Ecologist Suzanne Simard has shown how trees these neural pathways of soil fungi to communicate their needs and aid neighboring plants. She explains fungi forms a mutually symbiotic exchange with trees all over the world:
“It’s this network, sort of like a below-ground pipeline, that connects one tree root system to another tree root system, so that nutrients and carbon and water can exchange between the trees. These are fungi that are beneficial to the plants and through this association, the fungus, which can’t photosynthesize of course, explores the soil.”
Those trees, then of course, inhale our carbon and exhale our oxygen in the form of clean air, literally breathing with us.
Yet although our life is directly dependent on this exchange with soil, we are losing seventy-five billion tons of it, each year as it’s sterilized as a result of the agrochemical industry business, which uses the same chemicals fertilizers used to make nitrogen bombs.

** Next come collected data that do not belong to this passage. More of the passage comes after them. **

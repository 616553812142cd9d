#![cfg_attr(
    not(test),
    warn(clippy::print_stdout, clippy::dbg_macro),
    deny(clippy::unwrap_used, clippy::expect_used)
)]

pub mod http;
pub mod pool;
pub mod profile;
pub mod run_state;
pub mod runner;
pub mod scheduler;
pub mod utils;

pub use self::{
    pool::{NoIdleWorker, PoolExhausted, WorkerPool},
    profile::{InvalidProfile, LoadProfile, ProfilePreset},
    run_state::{RunSnapshot, RunState},
    runner::{IterationContext, IterationOutcome, IterationRunner},
    scheduler::{
        LoadTest, RunStatus, RunSummary, SchedulerConfig, SchedulerState, TickOverrunPolicy,
    },
};
#![cfg_attr(
    not(test),
    warn(clippy::print_stdout, clippy::dbg_macro),
    deny(clippy::unwrap_used, clippy::expect_used)
)]

use std::{path::PathBuf, process::ExitCode, time::Duration};

use rama::{
    error::BoxError,
    graceful::{self, ShutdownGuard},
    telemetry::tracing,
};
use tokio::sync::oneshot;

#[cfg(target_family = "unix")]
use rama::error::ErrorContext as _;

use clap::{Parser, Subcommand};
use loadgen_lib::utils;

pub mod cmd;

#[cfg(target_family = "unix")]
#[global_allocator]
static ALLOC: jemallocator::Jemalloc = jemallocator::Jemalloc;

#[cfg(target_os = "windows")]
#[global_allocator]
static ALLOC: mimalloc::MiMalloc = mimalloc::MiMalloc;

/// CLI arguments for configuring loadgen behavior.
#[derive(Debug, Clone, Parser)]
#[command(name = "loadgen")]
#[command(bin_name = "loadgen")]
#[command(version, about, long_about = None)]
pub struct Args {
    #[command(subcommand)]
    cmds: CliCommands,

    /// debug logging as default instead of Info; use RUST_LOG env for more options
    #[arg(long, short = 'v', default_value_t = false, global = true)]
    pub verbose: bool,

    /// enable pretty logging (format for humans)
    #[arg(long, default_value_t = false, global = true)]
    pub pretty: bool,

    /// write the tracing output to the provided (log) file instead of stderr
    #[arg(long, short = 'o', global = true)]
    pub output: Option<PathBuf>,

    #[arg(long, value_name = "SECONDS", default_value_t = 0., global = true)]
    /// the graceful shutdown timeout (<= 0.0 = no timeout)
    pub graceful: f64,

    #[cfg(target_family = "unix")]
    /// Set the limit of max open file descriptors for this process and its children.
    #[arg(long, value_name = "N", default_value_t = 262_144, global = true)]
    pub ulimit: utils::os::rlim_t,
}

#[derive(Debug, Clone, Subcommand)]
enum CliCommands {
    Run(self::cmd::run::RunCommand),
    Check(self::cmd::check::CheckCommand),
}

#[tokio::main]
async fn main() -> ExitCode {
    let args = Args::parse();
    match try_main(args).await {
        Ok(()) => ExitCode::SUCCESS,
        Err(err) => {
            tracing::error!("loadgen failed: {err}");
            eprintln!("🚩 exit with error: {err}");
            ExitCode::FAILURE
        }
    }
}

async fn try_main(args: Args) -> Result<(), BoxError> {
    utils::telemetry::init_tracing(utils::telemetry::TelemetryConfig {
        verbose: args.verbose,
        pretty: args.pretty,
        output: args.output.as_deref(),
    })?;

    #[cfg(target_family = "unix")]
    utils::os::raise_nofile(args.ulimit).context("set file descriptor limit")?;

    run_with_args(graceful::default_signal(), args).await
}

/// Run the selected command until it is done or `shutdown_signal` fires,
/// and return the result of the command itself.
///
/// The command runs as a graceful task: a shutdown signal cancels it,
/// after which it gets to wrap up (e.g. drain a load test) before
/// this function returns.
async fn run_with_args<F>(shutdown_signal: F, args: Args) -> Result<(), BoxError>
where
    F: Future<Output: Send + 'static> + Send + 'static,
{
    let graceful_timeout = (args.graceful > 0.).then(|| Duration::from_secs_f64(args.graceful));
    let cmds = args.cmds;

    let (outcome_tx, outcome_rx) = oneshot::channel::<Result<(), BoxError>>();
    let (finished_tx, finished_rx) = oneshot::channel::<()>();

    let graceful = graceful::Shutdown::new(async move {
        tokio::select! {
            _ = shutdown_signal => tracing::info!("shutdown signal received: cancel command"),
            _ = finished_rx => tracing::debug!("command finished"),
        }
    });

    graceful.spawn_task_fn(async move |guard| {
        let outcome = exec_command(guard.clone(), cmds).await;
        let _ = outcome_tx.send(outcome);
        // the outcome is sent before the last guard goes away
        drop(finished_tx);
        drop(guard);
    });

    let delay = match graceful_timeout {
        Some(limit) => graceful.shutdown_with_limit(limit).await?,
        None => graceful.shutdown().await,
    };
    tracing::debug!(?delay, "graceful shutdown complete");

    outcome_rx
        .await
        .unwrap_or_else(|_| Err(BoxError::from("command aborted before it finished")))
}

async fn exec_command(guard: ShutdownGuard, cmds: CliCommands) -> Result<(), BoxError> {
    match cmds {
        CliCommands::Run(args) => self::cmd::run::exec(guard, args).await,
        CliCommands::Check(args) => self::cmd::check::exec(args),
    }
}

This is why for me, Ecofeminism is about allowing the Earth the ability to purge itself from the agrochemical, fossil fuel industry and begin to heal the fractures along with this interconnected web of life, filled with amazing, self-organizing complexities with more neural activity than our brains.
It’s about re-establishing the importance of engaging in a symbiotic exchange with the earth and support the women and local farmers doing this work in preserving soils and ecosystems, rooted in special knowledge and understanding of the Earth’s supernatural ability to create regeneration, regrowth, and life.
It’s a celebration of biodiversity in all shapes and forms and approaching development and economic growth more holistically.
Ultimately, as Ynestra King said at the first Ecofeminist conference:
“We are living in imperiled times, We do have special work to do as women. And while we’re on the brink of ecological collapse, we’re also seeing the feminine consciousness begin to rise across the world. So the question becomes — as human beings, in all our diversity — take these ideas and breathe new life into our planet?”